Hand Fuel Pump: Discover the Benefits of Proper Lubrication

By Steven Harrisson, October 25, 2017

It’s common knowledge that in order to prolong the life-span of machines and equipment, they need to be properly maintained. Larger and more complex machines need to be checked out by a professional every once in a while, but there are some things that the average operator, without excessive knowledge about it, can perform themselves, like lubrication for example.

Hand Fuel Pump

Lubricating a machine is done by applying a lubricant like diesel, kerosene, light oils, ULP, etc. to the moving parts of the machine. This is typically done using a hand fuel pump, which is designed especially for manual centralised lubrication of machines that feature a lot of lubrication points. A hand fuel pump can come either with, or without a reservoir. Moreover, they can have an acrylic transparent and MS body.

These fuel pumps use a very simple mechanism to operate. They feature a piston and a small tank to carry the lubricant. The user just needs to press the trigger on the piston, which causes the spring force to pressure the lubrication material out of the tank through the pistol. Depending on the size of the fuel pump tank, you’ll need to refill it every once in a while.

Furthermore, some pumps have holes that can be used to mount them on the machine for easier handling. Some of the most common places where these pumps are used include: looms, small power presses, pouch packing machines and machines that have no more than 30 lubrication points. Simply put, using these pumps can maximise your productivity and increase the longevity of your machine.

One such pump is the Macnaught multi-purpose hand pump. It’s one of the best on the Australian market, capable of transferring a wide array of fluids, including lubricating oils, diesel fuel and a wide range of non-corrosive chemicals and fluids. The pump is accompanied with a telescopic suction tube and a 1.8 metre delivery hose, and it’s suitable for 60-205L drums. It’s supplied with Nitrile, Viton and EPDM O’rings for compatibility with various types of solvents and fluids.

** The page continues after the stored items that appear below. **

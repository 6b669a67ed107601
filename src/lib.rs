pub mod app;
pub mod catalog;
pub mod config;
pub mod error;
pub mod events;
pub mod filter;
pub mod geo;
pub mod lookup;
pub mod map_widget;
pub mod models;
pub mod popup;
pub mod preferences;
pub mod registry;
pub mod template_engine;
pub mod theme;
pub mod utils;
pub mod view;
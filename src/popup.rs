use crate::error::AppError;
use crate::map_widget::MapWidget;
use crate::models::LatLng;
use crate::registry::MarkerHandle;
use crate::template_engine::{TemplateEngine, LOOKUP_POPUP, MARKER_POPUP};
use std::sync::Arc;

/// The single popup shared by every marker. Opening it again moves it.
#[derive(Debug, Clone)]
pub struct DetailPopup {
    templates: Arc<TemplateEngine>,
}

impl DetailPopup {
    pub fn new(templates: Arc<TemplateEngine>) -> Self {
        Self { templates }
    }

    pub fn show(&self, map: &mut dyn MapWidget, handle: &MarkerHandle) -> Result<String, AppError> {
        let location = handle.location();
        let mut context = tera::Context::new();
        context.insert("name", location.name);
        context.insert("category", location.category.as_str());
        context.insert("country", location.country);
        self.open(map, handle.position, MARKER_POPUP, &context)
    }

    pub fn show_address(
        &self,
        map: &mut dyn MapWidget,
        anchor: LatLng,
        query: &str,
        formatted_address: &str,
    ) -> Result<String, AppError> {
        let mut context = tera::Context::new();
        context.insert("query", query);
        context.insert("formatted_address", formatted_address);
        self.open(map, anchor, LOOKUP_POPUP, &context)
    }

    fn open(
        &self,
        map: &mut dyn MapWidget,
        anchor: LatLng,
        template: &str,
        context: &tera::Context,
    ) -> Result<String, AppError> {
        let content = self.templates.render(template, context).map_err(AppError::Template)?;
        map.open_popup(anchor, content.clone());
        Ok(content)
    }
}
use crate::models::{LatLng, MapView, Viewport};
use serde::Deserialize;
use std::fs;
use std::path::PathBuf;

#[derive(Deserialize, Clone, Debug)]
pub struct Config {
    #[serde(default = "default_listen_addr")]
    pub listen_addr: String,
    pub thread_count: Option<usize>,
    #[serde(default = "default_template_dir")]
    pub template_dir: PathBuf,
    #[serde(default)]
    pub map: MapConfig,
    #[serde(default)]
    pub geocoder: GeocoderConfig,
    #[serde(default)]
    pub theme: ThemeConfig,
}

#[derive(Deserialize, Clone, Debug)]
#[serde(default)]
pub struct MapConfig {
    pub center: LatLng,
    pub zoom: f64,
    pub viewport: Viewport,
    /// Upper bound applied after fitting bounds.
    pub zoom_ceiling: f64,
    pub bounce_ms: u64,
    pub lookup_zoom: f64,
    pub recolor_matches: bool,
}

impl Default for MapConfig {
    fn default() -> Self {
        Self {
            center: LatLng::new(51.1657, 10.4515),
            zoom: 5.0,
            viewport: Viewport { width_px: 1024, height_px: 768 },
            zoom_ceiling: 14.0,
            bounce_ms: 1400,
            lookup_zoom: 14.0,
            recolor_matches: true,
        }
    }
}

impl MapConfig {
    pub fn initial_view(&self) -> MapView {
        MapView { center: self.center, zoom: self.zoom }
    }
}

#[derive(Deserialize, Clone, Copy, Debug, PartialEq, Eq, Default)]
#[serde(rename_all = "snake_case")]
pub enum GeocoderProvider {
    Google,
    #[default]
    Nominatim,
}

#[derive(Deserialize, Clone, Debug)]
#[serde(default)]
pub struct GeocoderConfig {
    pub provider: GeocoderProvider,
    pub base_url: Option<String>,
    pub api_key: Option<String>,
    pub user_agent: String,
    pub timeout_secs: u64,
}

impl Default for GeocoderConfig {
    fn default() -> Self {
        Self {
            provider: GeocoderProvider::default(),
            base_url: None,
            api_key: None,
            user_agent: format!("poimap/{}", env!("CARGO_PKG_VERSION")),
            timeout_secs: 5,
        }
    }
}

#[derive(Deserialize, Clone, Copy, Debug, PartialEq, Eq, Default)]
#[serde(rename_all = "snake_case")]
pub enum ThemePolicy {
    /// OS preference changes are applied even over a stored choice.
    #[default]
    FollowOs,
    /// A stored choice pins the theme; OS changes only apply without one.
    PersistedOverrideWins,
}

#[derive(Deserialize, Clone, Debug)]
#[serde(default)]
pub struct ThemeConfig {
    pub policy: ThemePolicy,
    pub os_prefers_dark: bool,
    pub database: PathBuf,
}

impl Default for ThemeConfig {
    fn default() -> Self {
        Self {
            policy: ThemePolicy::default(),
            os_prefers_dark: false,
            database: PathBuf::from("data/preferences.db"),
        }
    }
}

fn default_listen_addr() -> String {
    "0.0.0.0:3001".to_string()
}

fn default_template_dir() -> PathBuf {
    PathBuf::from("data/templates")
}

impl Config {
    pub fn load() -> anyhow::Result<Self> {
        let path = if std::path::Path::new("poimap.toml").exists() {
            "poimap.toml"
        } else if std::path::Path::new("poimap.example.toml").exists() {
            "poimap.example.toml"
        } else {
            return Err(anyhow::anyhow!("Configuration file not found. Please create poimap.toml or provide poimap.example.toml."));
        };

        let content = fs::read_to_string(path)?;
        Self::parse(&content)
    }

    pub fn parse(content: &str) -> anyhow::Result<Self> {
        let config: Config = toml::from_str(content)?;
        if config.map.zoom_ceiling <= 0.0 {
            return Err(anyhow::anyhow!("map.zoom_ceiling must be positive"));
        }
        if config.thread_count == Some(0) {
            return Err(anyhow::anyhow!("thread_count must be at least 1"));
        }
        Ok(config)
    }
}
use serde::{Deserialize, Serialize};

#[derive(Deserialize, Serialize, Debug, Clone, Copy, PartialEq)]
pub struct LatLng {
    pub lat: f64,
    pub lng: f64,
}

impl LatLng {
    pub const fn new(lat: f64, lng: f64) -> Self {
        Self { lat, lng }
    }
}

#[derive(Deserialize, Serialize, Debug, Clone, Copy, PartialEq, Eq, Hash)]
pub enum Category {
    Restaurant,
    Hotel,
    Museum,
}

impl Category {
    pub const fn as_str(self) -> &'static str {
        match self {
            Category::Restaurant => "Restaurant",
            Category::Hotel => "Hotel",
            Category::Museum => "Museum",
        }
    }
}

#[derive(Serialize, Debug, Clone, PartialEq)]
pub struct LocationRecord {
    pub name: &'static str,
    pub lat: f64,
    pub lng: f64,
    pub country: &'static str,
    pub category: Category,
}

impl LocationRecord {
    pub fn position(&self) -> LatLng {
        LatLng::new(self.lat, self.lng)
    }
}

/// Current values of the search box and the two dropdowns. An empty string
/// means the dimension is not filtered.
#[derive(Deserialize, Serialize, Debug, Clone, Default, PartialEq, Eq)]
#[serde(default)]
pub struct FilterState {
    pub search_text: String,
    pub country: String,
    pub category: String,
}

#[derive(Deserialize, Serialize, Debug, Clone, Copy, PartialEq)]
pub struct MapView {
    pub center: LatLng,
    pub zoom: f64,
}

#[derive(Deserialize, Serialize, Debug, Clone, Copy, PartialEq, Eq)]
pub struct Viewport {
    pub width_px: u32,
    pub height_px: u32,
}

#[derive(Deserialize, Serialize, Debug, Clone, Copy, PartialEq, Eq, Default)]
#[serde(rename_all = "snake_case")]
pub enum Animation {
    #[default]
    Idle,
    Bouncing,
}

#[derive(Deserialize, Serialize, Debug, Clone, PartialEq, Eq)]
pub struct MarkerIcon {
    pub fill_color: String,
}

impl Default for MarkerIcon {
    fn default() -> Self {
        Self { fill_color: "blue".to_string() }
    }
}

// --- HTTP payloads ---

#[derive(Serialize, Debug, Clone)]
pub struct FilterOptions {
    pub countries: Vec<&'static str>,
    pub categories: Vec<&'static str>,
}

#[derive(Serialize, Debug, Clone, PartialEq)]
pub struct MarkerSummary {
    pub id: usize,
    pub name: &'static str,
    pub country: &'static str,
    pub category: Category,
    pub position: LatLng,
}

#[derive(Serialize, Debug, Clone, PartialEq)]
pub struct LookupPlacement {
    pub query: String,
    pub formatted_address: String,
    pub position: LatLng,
}

#[derive(Serialize, Debug, Clone)]
pub struct FilterResponse {
    pub state: FilterState,
    pub matches: Vec<MarkerSummary>,
    pub view: MapView,
    pub lookup: Option<LookupPlacement>,
}

#[derive(Deserialize, Debug, Clone)]
pub struct PlaceSelection {
    pub lat: f64,
    pub lng: f64,
}

#[derive(Deserialize, Debug, Clone, Copy)]
pub struct OsPreference {
    pub dark: bool,
}

#[derive(Serialize, Debug, Clone, PartialEq, Eq)]
pub struct ThemeResponse {
    pub theme: &'static str,
    pub dark: bool,
}
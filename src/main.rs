use axum::{
    extract::{Json, Path, State},
    response::{IntoResponse, Response},
    routing::{get, post},
    Router,
    middleware::{self, Next},
    http::Request,
};
use std::sync::Arc;
use tokio::net::TcpListener;
use tokio::sync::Mutex;
use tracing::{info, debug};
use tracing_subscriber::EnvFilter;

use poimap::app::{lock, run_filter, AppContext, SharedContext};
use poimap::config::Config;
use poimap::error::AppError;
use poimap::events::MapEvent;
use poimap::lookup::{build_geocoder, ExternalLookup};
use poimap::models::{self, FilterState, OsPreference, PlaceSelection};
use poimap::preferences::SqlitePreferenceStore;
use poimap::template_engine::TemplateEngine;
use poimap::theme::ThemeController;
use poimap::utils::build_http_client;

struct AppState {
    context: SharedContext,
    lookup: ExternalLookup,
    theme: Mutex<ThemeController>,
}

fn main() -> anyhow::Result<()> {
    tracing_subscriber::fmt()
        .with_env_filter(EnvFilter::try_from_default_env().unwrap_or_else(|_| EnvFilter::new("info")))
        .with_target(false)
        .compact()
        .init();

    let config = Config::load()?;
    let thread_count = config.thread_count.unwrap_or_else(num_cpus::get);

    info!("starting server with {} threads", thread_count);

    let runtime = tokio::runtime::Builder::new_multi_thread()
        .worker_threads(thread_count)
        .enable_all()
        .build()?;

    runtime.block_on(async_main(config))
}

async fn log_request_response(
    req: Request<axum::body::Body>,
    next: Next,
) -> Response {
    let path = req.uri().path().to_string();
    let method = req.method().to_string();
    info!("incoming request: {} {}", method, path);
    let response = next.run(req).await;
    info!("request result: {} for {} {}", response.status(), method, path);
    response
}

async fn async_main(config: Config) -> anyhow::Result<()> {
    let templates = Arc::new(TemplateEngine::new(config.template_dir.clone())?);
    let http_client = build_http_client(&config.geocoder.user_agent, config.geocoder.timeout_secs)?;
    let geocoder = build_geocoder(&config.geocoder, http_client)?;

    let context = AppContext::shared(&config.map, templates);
    let _event_log = lock(&context).events().subscribe(log_map_event);

    let store = Arc::new(SqlitePreferenceStore::open(&config.theme.database).await?);
    let theme = ThemeController::init(store, config.theme.policy, config.theme.os_prefers_dark).await?;

    let state = Arc::new(AppState {
        context,
        lookup: ExternalLookup::new(geocoder),
        theme: Mutex::new(theme),
    });

    let listener = TcpListener::bind(&config.listen_addr).await?;
    info!("listening on {}", config.listen_addr);
    axum::serve(listener, router(state)).await?;
    Ok(())
}

fn router(state: Arc<AppState>) -> Router {
    Router::new()
        .route("/api/locations", get(get_locations))
        .route("/api/filters/options", get(get_filter_options))
        .route("/api/filter", post(post_filter))
        .route("/api/reset", post(post_reset))
        .route("/api/markers/{id}/click", post(post_marker_click))
        .route("/api/place", post(post_place))
        .route("/api/map", get(get_map))
        .route("/api/theme", get(get_theme))
        .route("/api/theme/toggle", post(post_theme_toggle))
        .route("/api/theme/os-preference", post(post_os_preference))
        .layer(middleware::from_fn(log_request_response))
        .with_state(state)
}

fn log_map_event(event: &MapEvent) {
    match event {
        MapEvent::ViewChanged(view) => debug!("view -> {},{} z{}", view.center.lat, view.center.lng, view.zoom),
        MapEvent::AnimationStarted { markers, generation } => debug!("bounce #{} on {} markers", generation, markers.len()),
        MapEvent::AnimationStopped { markers, generation } => debug!("bounce #{} stopped on {} markers", generation, markers.len()),
        MapEvent::PopupOpened { anchor } => debug!("popup at {},{}", anchor.lat, anchor.lng),
        MapEvent::AdHocMarkerPlaced { id, position } => debug!("ad-hoc marker {} at {},{}", id, position.lat, position.lng),
    }
}

// --- Handlers ---

async fn get_locations(State(state): State<Arc<AppState>>) -> Response {
    Json(lock(&state.context).locations()).into_response()
}

async fn get_filter_options(State(state): State<Arc<AppState>>) -> Response {
    Json(lock(&state.context).filter_options()).into_response()
}

async fn post_filter(State(state): State<Arc<AppState>>, Json(params): Json<FilterState>) -> Result<Response, AppError> {
    let response = run_filter(&state.context, &state.lookup, params).await?;
    Ok(Json(response).into_response())
}

async fn post_reset(State(state): State<Arc<AppState>>) -> Response {
    let pass = lock(&state.context).reset();
    Json(models::FilterResponse {
        state: pass.state,
        matches: pass.matches,
        view: pass.view,
        lookup: None,
    })
    .into_response()
}

async fn post_marker_click(State(state): State<Arc<AppState>>, Path(id): Path<usize>) -> Result<Response, AppError> {
    let content = lock(&state.context).click_marker(id)?;
    Ok(([("content-type", "text/html; charset=utf-8")], content).into_response())
}

async fn post_place(State(state): State<Arc<AppState>>, Json(place): Json<PlaceSelection>) -> Response {
    let view = lock(&state.context).select_place(models::LatLng::new(place.lat, place.lng));
    Json(view).into_response()
}

async fn get_map(State(state): State<Arc<AppState>>) -> Response {
    Json(lock(&state.context).snapshot()).into_response()
}

async fn get_theme(State(state): State<Arc<AppState>>) -> Response {
    Json(state.theme.lock().await.response()).into_response()
}

async fn post_theme_toggle(State(state): State<Arc<AppState>>) -> Result<Response, AppError> {
    let mut theme = state.theme.lock().await;
    theme.toggle().await?;
    Ok(Json(theme.response()).into_response())
}

async fn post_os_preference(State(state): State<Arc<AppState>>, Json(pref): Json<OsPreference>) -> Response {
    let mut theme = state.theme.lock().await;
    theme.on_os_preference_change(pref.dark);
    Json(theme.response()).into_response()
}
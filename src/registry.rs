use crate::catalog::LocationCatalog;
use crate::map_widget::{MapWidget, MarkerId, MarkerSpec};
use crate::models::{Animation, LatLng, LocationRecord, MarkerIcon, MarkerSummary};

/// Live marker for one catalog entry.
#[derive(Debug, Clone)]
pub struct MarkerHandle {
    pub id: MarkerId,
    /// Index of the source record in the catalog.
    pub record: usize,
    pub position: LatLng,
    pub title: String,
    pub animation: Animation,
    pub icon: MarkerIcon,
    location: &'static LocationRecord,
}

impl MarkerHandle {
    pub fn location(&self) -> &'static LocationRecord {
        self.location
    }

    pub fn summary(&self) -> MarkerSummary {
        MarkerSummary {
            id: self.id,
            name: self.location.name,
            country: self.location.country,
            category: self.location.category,
            position: self.position,
        }
    }
}

/// One handle per catalog entry, created once in catalog order. Handles are
/// never removed; only their icon and animation change.
#[derive(Debug, Clone, Default)]
pub struct MarkerRegistry {
    handles: Vec<MarkerHandle>,
}

impl MarkerRegistry {
    pub fn populate(catalog: &LocationCatalog, map: &mut dyn MapWidget) -> Self {
        let handles = catalog
            .records()
            .iter()
            .enumerate()
            .map(|(record, location)| {
                let spec = MarkerSpec {
                    position: location.position(),
                    title: location.name.to_string(),
                    icon: MarkerIcon::default(),
                };
                let id = map.add_marker(spec.clone());
                MarkerHandle {
                    id,
                    record,
                    position: spec.position,
                    title: spec.title,
                    animation: Animation::Idle,
                    icon: spec.icon,
                    location,
                }
            })
            .collect();
        Self { handles }
    }

    pub fn handles(&self) -> &[MarkerHandle] {
        &self.handles
    }

    pub fn get(&self, id: MarkerId) -> Option<&MarkerHandle> {
        self.handles.iter().find(|h| h.id == id)
    }

    pub fn ids(&self) -> Vec<MarkerId> {
        self.handles.iter().map(|h| h.id).collect()
    }

    pub fn bouncing(&self) -> Vec<MarkerId> {
        self.handles
            .iter()
            .filter(|h| h.animation == Animation::Bouncing)
            .map(|h| h.id)
            .collect()
    }

    pub fn set_animation(&mut self, map: &mut dyn MapWidget, id: MarkerId, animation: Animation) {
        if let Some(handle) = self.handles.iter_mut().find(|h| h.id == id) {
            handle.animation = animation;
            map.set_marker_animation(id, animation);
        }
    }

    pub fn set_icon(&mut self, map: &mut dyn MapWidget, id: MarkerId, icon: MarkerIcon) {
        if let Some(handle) = self.handles.iter_mut().find(|h| h.id == id) {
            handle.icon = icon.clone();
            map.set_marker_icon(id, icon);
        }
    }
}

For a wider range of fuel pumps, you can browse online or just visit a local hardware store. But before you go to the store, make sure you’re well-informed about the purchase you’re able to make, in order to make the best decision possible. Typically, these pumps can cost anywhere between a few hundred up to a thousand dollars, but they’ll eventually pay out for themselves by prolonging the life-span of your even more expensive machinery!